KUTCH: Security agencies have detected a series of phone conversations between a location in Gujarat and Pakistan in a Thuraya satellite phone, setting alarm bell ringing in the Home Ministry.
The agencies have tracked multiple sets of conversations in the Kutch region of Gujarat close to the border and are trying to ascertain the precise location of the other end in Pakistan, official sources said.
Security agencies are taking the conversations seriously as the Thuraya satellite phones are banned in India and these conversations could be linked to Pakistan-based terrorist groups.
The Thuraya satellite phone company is based in the United Arab Emirates and it provides mobile coverage to more than 110 countries in Europe, the Middle East, North, Central and East Africa, Asia and Australia.

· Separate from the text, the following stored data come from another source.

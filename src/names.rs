//! Human-readable names for event types and codes, for diagnostics only.
//!
//! Code names come from the `evdev` crate's constant tables and are collected
//! once into an immutable map on first use. Nothing here feeds back into
//! decoding.

use crate::capabilities::{CapabilityReport, EventKind};
use crate::input::AbsCalibration;
use crate::touchpad::RawEventRecord;
use evdev::{
    AbsoluteAxisType, Key, LedType, MiscType, RelativeAxisType, SoundType, SwitchType,
    Synchronization,
};
use std::collections::HashMap;
use std::fmt::Write;
use std::sync::OnceLock;

const UNKNOWN: &str = "?";

const REPEAT_NAMES: &[(u16, &str)] = &[(0x00, "REP_DELAY"), (0x01, "REP_PERIOD")];

const FF_NAMES: &[(u16, &str)] = &[
    (0x50, "FF_RUMBLE"),
    (0x51, "FF_PERIODIC"),
    (0x52, "FF_CONSTANT"),
    (0x53, "FF_SPRING"),
    (0x54, "FF_FRICTION"),
    (0x55, "FF_DAMPER"),
    (0x56, "FF_INERTIA"),
    (0x57, "FF_RAMP"),
    (0x58, "FF_SQUARE"),
    (0x59, "FF_TRIANGLE"),
    (0x5a, "FF_SINE"),
    (0x5b, "FF_SAW_UP"),
    (0x5c, "FF_SAW_DOWN"),
    (0x5d, "FF_CUSTOM"),
    (0x60, "FF_GAIN"),
    (0x61, "FF_AUTOCENTER"),
];

const FF_STATUS_NAMES: &[(u16, &str)] = &[(0x00, "FF_STATUS_STOPPED"), (0x01, "FF_STATUS_PLAYING")];

const CALIBRATION_LABELS: [&str; 6] = ["Value", "Min  ", "Max  ", "Fuzz ", "Flat ", "Resolution "];

pub fn event_type_name(event_type: u16) -> &'static str {
    match EventKind::from_type_code(event_type) {
        Some(EventKind::Synchronization) => "EV_SYN",
        Some(EventKind::Key) => "EV_KEY",
        Some(EventKind::Relative) => "EV_REL",
        Some(EventKind::Absolute) => "EV_ABS",
        Some(EventKind::Misc) => "EV_MSC",
        Some(EventKind::Switch) => "EV_SW",
        Some(EventKind::Led) => "EV_LED",
        Some(EventKind::Sound) => "EV_SND",
        Some(EventKind::Repeat) => "EV_REP",
        Some(EventKind::ForceFeedback) => "EV_FF",
        Some(EventKind::Power) => "EV_PWR",
        Some(EventKind::ForceFeedbackStatus) => "EV_FF_STATUS",
        None => UNKNOWN,
    }
}

/// Name of `code` under `event_type`, or `"?"`.
pub fn code_name(event_type: u16, code: u16) -> &'static str {
    code_table()
        .get(&(event_type, code))
        .map(String::as_str)
        .unwrap_or(UNKNOWN)
}

fn code_table() -> &'static HashMap<(u16, u16), String> {
    static TABLE: OnceLock<HashMap<(u16, u16), String>> = OnceLock::new();
    TABLE.get_or_init(build_code_table)
}

fn build_code_table() -> HashMap<(u16, u16), String> {
    let mut table = HashMap::new();
    for kind in EventKind::ALL {
        let Some(max) = kind.max_code() else {
            continue;
        };
        let ty = kind.type_code();
        for code in 0..=max {
            let name = match kind {
                EventKind::Synchronization => format!("{:?}", Synchronization(code)),
                EventKind::Key => format!("{:?}", Key(code)),
                EventKind::Relative => format!("{:?}", RelativeAxisType(code)),
                EventKind::Absolute => format!("{:?}", AbsoluteAxisType(code)),
                EventKind::Misc => format!("{:?}", MiscType(code)),
                EventKind::Switch => format!("{:?}", SwitchType(code)),
                EventKind::Led => format!("{:?}", LedType(code)),
                EventKind::Sound => format!("{:?}", SoundType(code)),
                EventKind::Repeat => literal(REPEAT_NAMES, code),
                EventKind::ForceFeedback => literal(FF_NAMES, code),
                EventKind::ForceFeedbackStatus => literal(FF_STATUS_NAMES, code),
                EventKind::Power => continue,
            };
            if is_constant_name(&name) {
                table.insert((ty, code), name);
            }
        }
    }
    table
}

fn literal(names: &[(u16, &str)], code: u16) -> String {
    names
        .iter()
        .find(|(c, _)| *c == code)
        .map(|(_, n)| n.to_string())
        .unwrap_or_default()
}

// evdev formats unnamed codes as "unknown key: N".
fn is_constant_name(name: &str) -> bool {
    !name.is_empty()
        && name
            .chars()
            .all(|c| c.is_ascii_uppercase() || c.is_ascii_digit() || c == '_')
}

/// One raw record in the `EV_ABS(ABS_X, 120)` form.
pub fn describe_record(record: &RawEventRecord) -> String {
    let type_name = event_type_name(record.event_type);
    match code_name(record.event_type, record.code) {
        UNKNOWN => format!("{}(0x{:X}, {})", type_name, record.code, record.value),
        name => format!("{}({}, {})", type_name, name, record.value),
    }
}

/// Value, min and max always; fuzz, flat and resolution when non-zero.
pub fn format_calibration(cal: &AbsCalibration) -> String {
    let fields = [cal.value, cal.min, cal.max, cal.fuzz, cal.flat, cal.resolution];
    let mut out = String::new();
    for (k, (label, value)) in CALIBRATION_LABELS.iter().zip(fields).enumerate() {
        if k < 3 || value != 0 {
            let _ = writeln!(out, "      {} {:6}", label, value);
        }
    }
    out
}

/// Renders a report in the layout evtest prints on startup.
pub fn format_report(report: &CapabilityReport) -> String {
    let mut out = String::new();
    let id = report.id();
    let _ = writeln!(out, "Input driver version is {}", report.driver_version());
    let _ = writeln!(
        out,
        "Input device ID: bus 0x{:x} vendor 0x{:x} product 0x{:x} version 0x{:x}",
        id.bustype, id.vendor, id.product, id.version
    );
    let _ = writeln!(out, "Input device name: \"{}\"", report.name());
    let _ = writeln!(out, "Supported events:");

    for kind in report.types() {
        let Some(codes) = report.codes(kind) else {
            continue;
        };
        let ty = kind.type_code();
        let _ = writeln!(out, "  Event type {} ({})", ty, event_type_name(ty));
        for code in codes.iter() {
            let _ = writeln!(out, "    Event code {} ({})", code, code_name(ty, code));
            if let Some(cal) = report.abs_calibration(code).filter(|_| kind == EventKind::Absolute) {
                out.push_str(&format_calibration(cal));
            }
        }
    }

    if let Some(repeat) = report.repeat() {
        let ty = EventKind::Repeat.type_code();
        let _ = writeln!(out, "Key repeat handling:");
        let _ = writeln!(out, "  Repeat type {} ({})", ty, event_type_name(ty));
        for (code, value) in [(0u16, repeat.delay), (1, repeat.period)] {
            let _ = writeln!(out, "    Repeat code {} ({})", code, code_name(ty, code));
            let _ = writeln!(out, "      Value {:6}", value);
        }
    }
    out
}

Police said signals were traced to Siyot village in Lakhpat taluka of Kutch district, which falls under the notified zone -- or areas adjoining the Indo-Pakistan border with restrictions on the movement of outsiders.
Police were asked to scan the area based on the coordinates provided by the security agencies.
The sparsely-populated village to which the signals were traced is situated some 50-60 km away from the border and is under constant monitoring by security agencies.
Senior police officials said while satellite phone signals are not unusual in these areas as they are sometimes sent out by aeroplanes flying overhead or from ships docked at nearby Kandla port, the matter is being taken seriously given security alerts issued by the Intelligence Bureau regarding entry of terrorists from Pakistan via the Gujarat border.
The only way to trace any satellite phone is by inspecting a particular area and physically locating it, officials said.
Currently, a Pakistani team is visiting India in connection with the probe into the terror attack on Pathankot airbase.